Please give back word for word the lines below, from the first one through the one with "this header and its skew.".

· · ·

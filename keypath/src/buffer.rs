//! The owned byte buffer behind a key path.
//!
//! Layout: a 32-bit [`BufferHeader`], padding up to pointer size, then the
//! component records back to back.

use alloc::boxed::Box;
use alloc::vec;
use core::fmt;

use fieldpath_types::{internal_invariant, internal_invariant_failure};

use crate::builder::Builder;
use crate::component::{ComponentHeader, RawComponent, read_u32};
use crate::error::{BuildError, HeaderError};

#[derive(Copy, Clone, PartialEq, Eq, Hash)]
#[repr(transparent)]
pub struct BufferHeader(u32);

impl BufferHeader {
    pub const SIZE: usize = size_of::<u32>();

    pub const SIZE_MASK: u32 = 0x00FF_FFFF;
    pub const RESERVED_MASK: u32 = 0x1F00_0000;
    pub const SINGLE_COMPONENT_FLAG: u32 = 0x2000_0000;
    pub const HAS_REFERENCE_PREFIX_FLAG: u32 = 0x4000_0000;
    pub const TRIVIAL_FLAG: u32 = 0x8000_0000;

    /// `size` counts the component bytes, excluding this header and its skew.
    pub fn new(size: usize, trivial: bool, has_reference_prefix: bool) -> Self {
        internal_invariant!(
            size <= Self::SIZE_MASK as usize,
            "key path too big: {size} bytes"
        );
        Self::encode(size as u32 & Self::SIZE_MASK, trivial, has_reference_prefix)
    }

    pub fn try_new(size: usize, trivial: bool, has_reference_prefix: bool) -> Result<Self, BuildError> {
        match u32::try_from(size) {
            Ok(size) if size <= Self::SIZE_MASK => Ok(Self::encode(size, trivial, has_reference_prefix)),
            _ => Err(BuildError::TooBig(size)),
        }
    }

    const fn encode(size: u32, trivial: bool, has_reference_prefix: bool) -> Self {
        let mut raw = size;
        if trivial {
            raw |= Self::TRIVIAL_FLAG;
        }
        if has_reference_prefix {
            raw |= Self::HAS_REFERENCE_PREFIX_FLAG;
        }
        BufferHeader(raw)
    }

    pub const fn from_raw(raw: u32) -> Self {
        BufferHeader(raw)
    }

    pub const fn raw(self) -> u32 {
        self.0
    }

    pub const fn size(self) -> usize {
        (self.0 & Self::SIZE_MASK) as usize
    }

    pub const fn is_trivial(self) -> bool {
        self.0 & Self::TRIVIAL_FLAG != 0
    }

    pub const fn has_reference_prefix(self) -> bool {
        self.0 & Self::HAS_REFERENCE_PREFIX_FLAG != 0
    }

    pub const fn is_single_component(self) -> bool {
        self.0 & Self::SINGLE_COMPONENT_FLAG != 0
    }

    pub const fn reserved(self) -> u32 {
        self.0 & Self::RESERVED_MASK
    }
}

impl fmt::Debug for BufferHeader {
    fn fmt(&self, f: &mut fmt::Formatter<'_>) -> fmt::Result {
        f.debug_struct("BufferHeader")
            .field("size", &self.size())
            .field("trivial", &self.is_trivial())
            .field("has_reference_prefix", &self.has_reference_prefix())
            .field("single_component", &self.is_single_component())
            .finish()
    }
}

/// A frozen key-path buffer. Written once at construction, read-only
/// afterwards.
#[derive(Clone, PartialEq, Eq, Hash)]
pub struct KeyPathBuffer {
    bytes: Box<[u8]>,
}

impl KeyPathBuffer {
    /// Bytes taken by the header and its skew.
    pub const HEADER_SIZE: usize = size_of::<usize>();

    /// Allocates `capacity` bytes and lets `init` fill them. `init` must
    /// write exactly `capacity` bytes.
    pub fn create(capacity: usize, init: impl FnOnce(&mut Builder<'_>)) -> Self {
        match Self::try_create(capacity, init) {
            Ok(buffer) => buffer,
            Err(error) => internal_invariant_failure!("{error}"),
        }
    }

    pub fn try_create(
        capacity: usize,
        init: impl FnOnce(&mut Builder<'_>),
    ) -> Result<Self, BuildError> {
        if capacity == 0 || capacity % 4 != 0 {
            return Err(BuildError::InvalidCapacity(capacity));
        }
        let mut bytes = vec![0u8; capacity].into_boxed_slice();
        let written = {
            let mut builder = Builder::new(&mut bytes);
            init(&mut builder);
            builder.position()
        };
        if written != capacity {
            return Err(BuildError::Incomplete { written, capacity });
        }
        Ok(KeyPathBuffer { bytes })
    }

    /// A trivial buffer holding a copy of `component` and nothing else.
    pub fn single(component: RawComponent<'_>) -> Self {
        let size = ComponentHeader::SIZE + component.body.len();
        Self::create(Self::HEADER_SIZE + size, |builder| {
            builder.push_header(BufferHeader::new(size, true, false));
            component.clone_into(builder, false);
        })
    }

    pub fn header(&self) -> BufferHeader {
        match read_u32(&self.bytes, 0) {
            Ok(raw) => BufferHeader::from_raw(raw),
            Err(error) => internal_invariant_failure!("{error}"),
        }
    }

    pub fn as_bytes(&self) -> &[u8] {
        &self.bytes
    }

    pub fn capacity(&self) -> usize {
        self.bytes.len()
    }

    /// The component records, without the header.
    pub fn component_bytes(&self) -> &[u8] {
        let end = Self::HEADER_SIZE + self.header().size();
        self.bytes.get(Self::HEADER_SIZE..end).unwrap_or(&[])
    }

    pub fn components(&self) -> Components<'_> {
        Components {
            rest: self.component_bytes(),
        }
    }
}

impl fmt::Debug for KeyPathBuffer {
    fn fmt(&self, f: &mut fmt::Formatter<'_>) -> fmt::Result {
        f.debug_struct("KeyPathBuffer")
            .field("header", &self.header())
            .field("components", &DisplayList(self))
            .finish()
    }
}

struct DisplayList<'a>(&'a KeyPathBuffer);

impl fmt::Debug for DisplayList<'_> {
    fn fmt(&self, f: &mut fmt::Formatter<'_>) -> fmt::Result {
        let mut list = f.debug_list();
        for component in self.0.components() {
            match component {
                Ok(component) => list.entry(&format_args!("{component}")),
                Err(error) => list.entry(&format_args!("<{error}>")),
            };
        }
        list.finish()
    }
}

/// Iterator over the components of a [`KeyPathBuffer`].
///
/// Stops after the first decoding error.
#[derive(Clone, Debug)]
pub struct Components<'a> {
    rest: &'a [u8],
}

impl<'a> Iterator for Components<'a> {
    type Item = Result<RawComponent<'a>, HeaderError>;

    fn next(&mut self) -> Option<Self::Item> {
        if self.rest.is_empty() {
            return None;
        }
        match RawComponent::try_parse(self.rest) {
            Ok((component, rest)) => {
                self.rest = rest;
                Some(Ok(component))
            }
            Err(error) => {
                self.rest = &[];
                Some(Err(error))
            }
        }
    }
}

#[cfg(test)]
mod tests {
    use super::*;
    use crate::component::{ComponentKind, StructOrClass};
    use pretty_assertions::assert_eq;

    type H = BufferHeader;

    #[test]
    fn header_flags() {
        let header = H::new(12, true, false);
        assert_eq!(header.size(), 12);
        assert!(header.is_trivial());
        assert!(!header.has_reference_prefix());
        assert!(!header.is_single_component());
        assert_eq!(header.reserved(), 0);

        let header = H::from_raw(H::SINGLE_COMPONENT_FLAG | H::HAS_REFERENCE_PREFIX_FLAG | 4);
        assert!(header.is_single_component());
        assert!(header.has_reference_prefix());
        assert!(!header.is_trivial());
        assert_eq!(header.size(), 4);
    }

    #[test]
    fn masks_are_disjoint() {
        let masks = [
            H::SIZE_MASK,
            H::RESERVED_MASK,
            H::SINGLE_COMPONENT_FLAG,
            H::HAS_REFERENCE_PREFIX_FLAG,
            H::TRIVIAL_FLAG,
        ];
        let mut seen = 0u32;
        for mask in masks {
            assert_eq!(seen & mask, 0);
            seen |= mask;
        }
        assert_eq!(seen, u32::MAX);
    }

    #[test]
    fn oversized_header_is_rejected() {
        assert_eq!(H::try_new(0x0100_0000, true, false), Err(BuildError::TooBig(0x0100_0000)));
        assert_eq!(H::try_new(H::SIZE_MASK as usize, true, false).map(H::size), Ok(0x00FF_FFFF));
    }

    #[test]
    #[cfg_attr(not(any(debug_assertions, feature = "internal-checks")), ignore = "internal checks are off")]
    #[should_panic(expected = "key path too big")]
    fn oversized_header_is_fatal() {
        H::new(1 << 24, false, false);
    }

    fn single_struct(offset: u32, mutable: bool) -> KeyPathBuffer {
        let (header, extra) = ComponentHeader::encode_stored(StructOrClass::Struct, mutable, offset);
        let body = extra.map(u32::to_ne_bytes);
        KeyPathBuffer::single(RawComponent::new(header, body.as_ref().map_or(&[] as &[u8], |b| b.as_slice())))
    }

    #[test]
    fn single_optional_component() {
        let force = ComponentHeader::optional(ComponentKind::OptionalForce);
        let buffer = KeyPathBuffer::single(RawComponent::new(force, &[]));
        assert_eq!(buffer.capacity(), KeyPathBuffer::HEADER_SIZE + 4);
        let component = buffer.components().next().unwrap().unwrap();
        assert_eq!(component.kind(), ComponentKind::OptionalForce);
        assert!(!component.header.end_of_reference_prefix());
    }

    #[test]
    #[should_panic(expected = "computed properties")]
    fn single_computed_component_panics() {
        KeyPathBuffer::single(RawComponent::new(ComponentHeader::new(ComponentHeader::COMPUTED_TAG, 0), &[]));
    }

    #[test]
    #[should_panic(expected = "external components")]
    fn single_external_component_is_fatal() {
        KeyPathBuffer::single(RawComponent::new(ComponentHeader::new(ComponentHeader::EXTERNAL_TAG, 0), &[]));
    }

    #[test]
    fn reads_back_components() {
        let buffer = single_struct(16, true);
        assert_eq!(buffer.capacity(), KeyPathBuffer::HEADER_SIZE + 4);
        assert_eq!(buffer.header().size(), buffer.capacity() - size_of::<usize>());

        let components: alloc::vec::Vec<_> = buffer.components().collect::<Result<_, _>>().unwrap();
        assert_eq!(components.len(), 1);
        assert_eq!(components[0].kind(), ComponentKind::Struct);
        assert_eq!(components[0].stored_offset(), Some(16));
        assert!(components[0].header.is_stored_mutable());
    }

    #[test]
    fn out_of_line_component_reads_back() {
        let buffer = single_struct(0x0200_0000, false);
        assert_eq!(buffer.capacity(), KeyPathBuffer::HEADER_SIZE + 8);
        let component = buffer.components().next().unwrap().unwrap();
        assert_eq!(component.stored_offset(), Some(0x0200_0000));
    }

    #[test]
    fn capacity_must_be_positive_multiple_of_four() {
        assert_eq!(KeyPathBuffer::try_create(0, |_| {}), Err(BuildError::InvalidCapacity(0)));
        assert_eq!(KeyPathBuffer::try_create(6, |_| {}), Err(BuildError::InvalidCapacity(6)));
    }

    #[test]
    fn partially_written_buffer_is_rejected() {
        assert_eq!(
            KeyPathBuffer::try_create(12, |builder| builder.push_u32(0)),
            Err(BuildError::Incomplete {
                written: 4,
                capacity: 12,
            })
        );
    }

    #[test]
    fn invalid_component_stops_iteration() {
        let size = 8;
        let buffer = KeyPathBuffer::create(KeyPathBuffer::HEADER_SIZE + size, |builder| {
            builder.push_header(BufferHeader::new(size, true, false));
            builder.push(ComponentHeader::new(ComponentHeader::OPTIONAL_TAG, 9));
            builder.push(ComponentHeader::optional(ComponentKind::OptionalChain));
        });
        let mut components = buffer.components();
        assert!(components.next().unwrap().is_err());
        assert!(components.next().is_none());
    }

    #[test]
    fn clones_are_independent_copies() {
        let buffer = single_struct(4, false);
        let copy = buffer.clone();
        assert_eq!(copy, buffer);
        assert_ne!(copy.as_bytes().as_ptr(), buffer.as_bytes().as_ptr());
    }
}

· · ·

- _YOUR SOLUTION_
filename keypath/src/buffer.rs
//! The owned byte buffer behind a key path.
//!
//! Layout: a 32-bit [`BufferHeader`], padding up to pointer size, then the
//! component records back to back.

use alloc::boxed::Box;
use alloc::vec;
use core::fmt;

use fieldpath_types::{internal_invariant, internal_invariant_failure};

use crate::builder::Builder;
use crate::component::{ComponentHeader, RawComponent, read_u32};
use crate::error::{BuildError, HeaderError};

#[derive(Copy, Clone, PartialEq, Eq, Hash)]
#[repr(transparent)]
pub struct BufferHeader(u32);

impl BufferHeader {
    pub const SIZE: usize = size_of::<u32>();

    pub const SIZE_MASK: u32 = 0x00FF_FFFF;
    pub const RESERVED_MASK: u32 = 0x1F00_0000;
    pub const SINGLE_COMPONENT_FLAG: u32 = 0x2000_0000;
    pub const HAS_REFERENCE_PREFIX_FLAG: u32 = 0x4000_0000;
    pub const TRIVIAL_FLAG: u32 = 0x8000_0000;

    /// `size` counts the component bytes, excluding this header and its skew.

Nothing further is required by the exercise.